Outcomes After Improvement Measures

  • 156 newborns were treated for gastroschisis
  • 35 (22.4%) and 121 (77.6%) before and after 2002, respectively.
  • The number of patients treated increased progressively:
    • 35 from 1989 to 2001 (2.69 cases/year)
    • 50 from 2002 to 2007 (8.33 cases/year)
    • 71 from 2008 to 2013 (11.83 cases/year)
  • Mortality decreased from 34.3% before 2002 to 24.8% (p =0.27)
  • Median Hospital Stay for survivors decreased from 52 to 37 days (p= 0.057)

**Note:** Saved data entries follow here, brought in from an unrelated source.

use super::SimulationKey;
use crate::validation;
use log::warn;
use serde::{Deserialize, Serialize};
use std::time::Duration;

/// One snapshot of the activity settings, read once per cycle.
#[derive(Debug, Clone, PartialEq, Eq, Serialize, Deserialize)]
#[serde(default)]
pub struct ActivitySettings {
    pub interval_seconds: u32,
    pub mouse_movement_enabled: bool,
    pub mouse_movement_distance: i32,
    pub keyboard_simulation_enabled: bool,
    pub simulation_key: SimulationKey,
    pub key_press_duration_ms: u32,
}

impl Default for ActivitySettings {
    fn default() -> Self {
        Self {
            interval_seconds: 30,
            mouse_movement_enabled: true,
            mouse_movement_distance: 1,
            keyboard_simulation_enabled: true,
            simulation_key: SimulationKey::Shift,
            key_press_duration_ms: 100,
        }
    }
}

impl ActivitySettings {
    /// Interval between cycles. Never zero.
    pub fn interval(&self) -> Duration {
        Duration::from_secs(u64::from(self.interval_seconds.max(1)))
    }

    pub fn key_press_duration(&self) -> Duration {
        Duration::from_millis(u64::from(self.key_press_duration_ms))
    }

    /// Replace every out-of-range field with its default, logging each one.
    pub fn sanitized(mut self) -> Self {
        let defaults = Self::default();

        if let Err(e) = validation::validate_interval_seconds(self.interval_seconds) {
            warn!("{e}, using {}", defaults.interval_seconds);
            self.interval_seconds = defaults.interval_seconds;
        }
        if let Err(e) = validation::validate_mouse_distance(self.mouse_movement_distance) {
            warn!("{e}, using {}", defaults.mouse_movement_distance);
            self.mouse_movement_distance = defaults.mouse_movement_distance;
        }
        if let Err(e) = validation::validate_key_press_duration(self.key_press_duration_ms) {
            warn!("{e}, using {}", defaults.key_press_duration_ms);
            self.key_press_duration_ms = defaults.key_press_duration_ms;
        }

        self
    }
}

#[derive(Debug, Clone, PartialEq, Eq, Serialize, Deserialize)]
#[serde(default)]
pub struct LoggingSettings {
    /// Default log filter for the binary when `RUST_LOG` is unset
    pub log_level: String,
}

impl Default for LoggingSettings {
    fn default() -> Self {
        Self {
            log_level: "info".to_string(),
        }
    }
}

/// Everything stored in the config file
#[derive(Debug, Clone, Default, PartialEq, Eq, Serialize, Deserialize)]
#[serde(default)]
pub struct AppConfig {
    pub activity: ActivitySettings,
    pub logging: LoggingSettings,
}
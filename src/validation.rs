use crate::constants::{MAX_INTERVAL_SECS, MAX_KEY_PRESS_MS, MAX_MOUSE_DISTANCE};
use crate::error::AppError;
use crate::models::ActivitySettings;

/// Validate the interval between activity cycles.
pub fn validate_interval_seconds(interval_seconds: u32) -> Result<(), AppError> {
    if interval_seconds == 0 {
        return Err(AppError::InvalidInput {
            field: "interval_seconds",
            reason: "must be positive".into(),
        });
    }
    if interval_seconds > MAX_INTERVAL_SECS {
        return Err(AppError::InvalidInput {
            field: "interval_seconds",
            reason: format!("cannot exceed {MAX_INTERVAL_SECS} seconds"),
        });
    }
    Ok(())
}

/// Validate the pointer nudge distance in pixels.
pub fn validate_mouse_distance(distance: i32) -> Result<(), AppError> {
    if distance.unsigned_abs() > MAX_MOUSE_DISTANCE.unsigned_abs() {
        return Err(AppError::InvalidInput {
            field: "mouse_movement_distance",
            reason: format!("must be within ±{MAX_MOUSE_DISTANCE} pixels"),
        });
    }
    Ok(())
}

/// Validate how long the simulated key is held.
pub fn validate_key_press_duration(duration_ms: u32) -> Result<(), AppError> {
    if duration_ms > MAX_KEY_PRESS_MS {
        return Err(AppError::InvalidInput {
            field: "key_press_duration_ms",
            reason: format!("cannot exceed {MAX_KEY_PRESS_MS} ms"),
        });
    }
    Ok(())
}

pub fn validate_activity_settings(settings: &ActivitySettings) -> Result<(), AppError> {
    validate_interval_seconds(settings.interval_seconds)?;
    validate_mouse_distance(settings.mouse_movement_distance)?;
    validate_key_press_duration(settings.key_press_duration_ms)
}

/// Validate a log filter directive from the config file.
pub fn validate_log_level(level: &str) -> Result<(), AppError> {
    if level.trim().is_empty() {
        return Err(AppError::InvalidInput {
            field: "log_level",
            reason: "cannot be empty".into(),
        });
    }
    Ok(())
}
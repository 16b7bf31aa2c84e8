use super::InputInjector;
use crate::error::InjectorError;
use crate::models::SimulationKey;
use core_graphics::event::{CGEvent, CGEventTapLocation, CGEventType, CGKeyCode, CGMouseButton};
use core_graphics::event_source::{CGEventSource, CGEventSourceStateID};
use core_graphics::geometry::CGPoint;

/// Injects input by posting Quartz events at the HID level.
///
/// Posting requires the Accessibility permission; without it events are
/// silently dropped by the system.
pub struct MacOSInjector;

fn event_source() -> Result<CGEventSource, InjectorError> {
    CGEventSource::new(CGEventSourceStateID::HIDSystemState)
        .map_err(|()| InjectorError::Unavailable("cannot create Quartz event source".into()))
}

#[allow(
    clippy::as_conversions,
    clippy::cast_possible_truncation,
    reason = "screen coordinates fit in i32"
)]
fn to_pixels(value: f64) -> i32 {
    value.round() as i32
}

impl MacOSInjector {
    pub fn new() -> Result<Self, InjectorError> {
        event_source()?;
        Ok(Self)
    }
}

fn post_key(key: SimulationKey, down: bool) -> Result<(), InjectorError> {
    let code = keycode_for(key).ok_or(InjectorError::UnmappedKey(key.name()))?;
    let event = CGEvent::new_keyboard_event(event_source()?, code, down)
        .map_err(|()| InjectorError::Protocol("cannot create keyboard event".into()))?;
    event.post(CGEventTapLocation::HID);
    Ok(())
}

impl InputInjector for MacOSInjector {
    fn pointer_position(&self) -> Result<(i32, i32), InjectorError> {
        let event = CGEvent::new(event_source()?)
            .map_err(|()| InjectorError::Protocol("cannot read pointer location".into()))?;
        let location = event.location();
        Ok((to_pixels(location.x), to_pixels(location.y)))
    }

    fn move_pointer(&self, dx: i32, dy: i32) -> Result<(), InjectorError> {
        let (x, y) = self.pointer_position()?;
        let target_x = x.checked_add(dx).ok_or(InjectorError::OutOfRange(dx))?;
        let target_y = y.checked_add(dy).ok_or(InjectorError::OutOfRange(dy))?;

        let event = CGEvent::new_mouse_event(
            event_source()?,
            CGEventType::MouseMoved,
            CGPoint::new(f64::from(target_x), f64::from(target_y)),
            CGMouseButton::Left,
        )
        .map_err(|()| InjectorError::Protocol("cannot create mouse event".into()))?;
        event.post(CGEventTapLocation::HID);
        Ok(())
    }

    fn key_down(&self, key: SimulationKey) -> Result<(), InjectorError> {
        post_key(key, true)
    }

    fn key_up(&self, key: SimulationKey) -> Result<(), InjectorError> {
        post_key(key, false)
    }
}

/// Virtual keycodes from the Carbon `Events.h` table. Keys without a Mac
/// equivalent return `None`.
fn keycode_for(key: SimulationKey) -> Option<CGKeyCode> {
    let code = match key {
        SimulationKey::Shift => 0x38,
        SimulationKey::Control => 0x3b,
        SimulationKey::Alt => 0x3a,
        SimulationKey::Meta => 0x37,
        SimulationKey::CapsLock => 0x39,
        SimulationKey::Space => 0x31,
        SimulationKey::Enter => 0x24,
        SimulationKey::Tab => 0x30,
        SimulationKey::Escape => 0x35,
        SimulationKey::Home => 0x73,
        SimulationKey::End => 0x77,
        SimulationKey::Left => 0x7b,
        SimulationKey::Right => 0x7c,
        SimulationKey::Down => 0x7d,
        SimulationKey::Up => 0x7e,
        SimulationKey::F1 => 0x7a,
        SimulationKey::F2 => 0x78,
        SimulationKey::F3 => 0x63,
        SimulationKey::F4 => 0x76,
        SimulationKey::F5 => 0x60,
        SimulationKey::F6 => 0x61,
        SimulationKey::F7 => 0x62,
        SimulationKey::F8 => 0x64,
        SimulationKey::F9 => 0x65,
        SimulationKey::F10 => 0x6d,
        SimulationKey::F11 => 0x67,
        SimulationKey::F12 => 0x6f,
        SimulationKey::F13 => 0x69,
        SimulationKey::F14 => 0x6b,
        SimulationKey::F15 => 0x71,
        SimulationKey::F16 => 0x6a,
        SimulationKey::F17 => 0x40,
        SimulationKey::F18 => 0x4f,
        SimulationKey::F19 => 0x50,
        SimulationKey::F20 => 0x5a,
        SimulationKey::NumLock
        | SimulationKey::ScrollLock
        | SimulationKey::Pause
        | SimulationKey::Insert
        | SimulationKey::F21
        | SimulationKey::F22
        | SimulationKey::F23
        | SimulationKey::F24 => return None,
    };
    Some(code)
}

#[cfg(test)]
mod tests {
    use super::*;

    #[test]
    fn test_keys_without_mac_equivalent() {
        assert!(keycode_for(SimulationKey::ScrollLock).is_none());
        assert!(keycode_for(SimulationKey::F24).is_none());
        assert_eq!(keycode_for(SimulationKey::Shift), Some(0x38));
    }

    #[test]
    #[ignore] // Requires a logged-in session with Accessibility permission
    fn test_pointer_position() {
        let injector = MacOSInjector::new().unwrap();
        assert!(injector.pointer_position().is_ok());
    }
}
pub mod config;
pub mod constants;
pub mod error;
pub mod models;
pub mod platform;
pub mod simulator;
#[cfg(test)]
mod test_utils;
pub mod validation;

pub use config::{ConfigStore, OverlaySettings, SettingsOverrides, SettingsSource, SharedSettings};
pub use error::{AppError, InjectorError, SimulatorError};
pub use models::{ActivitySettings, ActivityStats, AppConfig, SimulationKey, SimulationState};
pub use platform::InputInjector;
pub use simulator::{ActivitySimulator, SimulatorConfig, StopOutcome};

use log::warn;
use std::sync::{Mutex, MutexGuard};

/// Lock a mutex, recovering from poisoning if necessary
pub(crate) fn safe_lock<'a, T>(mutex: &'a Mutex<T>, context: &str) -> MutexGuard<'a, T> {
    match mutex.lock() {
        Ok(guard) => guard,
        Err(poisoned) => {
            warn!("{context} mutex was poisoned, recovering");
            poisoned.into_inner()
        }
    }
}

  • Patients treated after 2002 had:
    • Higher rates of prenatal diagnosis (90.9% versus 60.0%, p < 0.001)
    • Delivery at a tertiary center (90.9% versus 62.9%, p < 0.001)
    • Early closure (65.3% versus 33.3%, p = 0.001)
    • Primary repair (55.4% versus 31.4%, p = 0.013)
    • Monitoring of bladder pressure (62.0% versus 2.9%, p = 0.001)
    • PICC placement (71.1% versus 25.7%, p < 0.001)
    • Early initiation of enteral feeding (54.5% versus 20.0%, p < 0.001)
    • Shorter duration of MV (median 7 versus 12 days, p=0.011)
    • Lower rates of electrolyte disturbances (53.7% versus 85.7%, p = 0.001).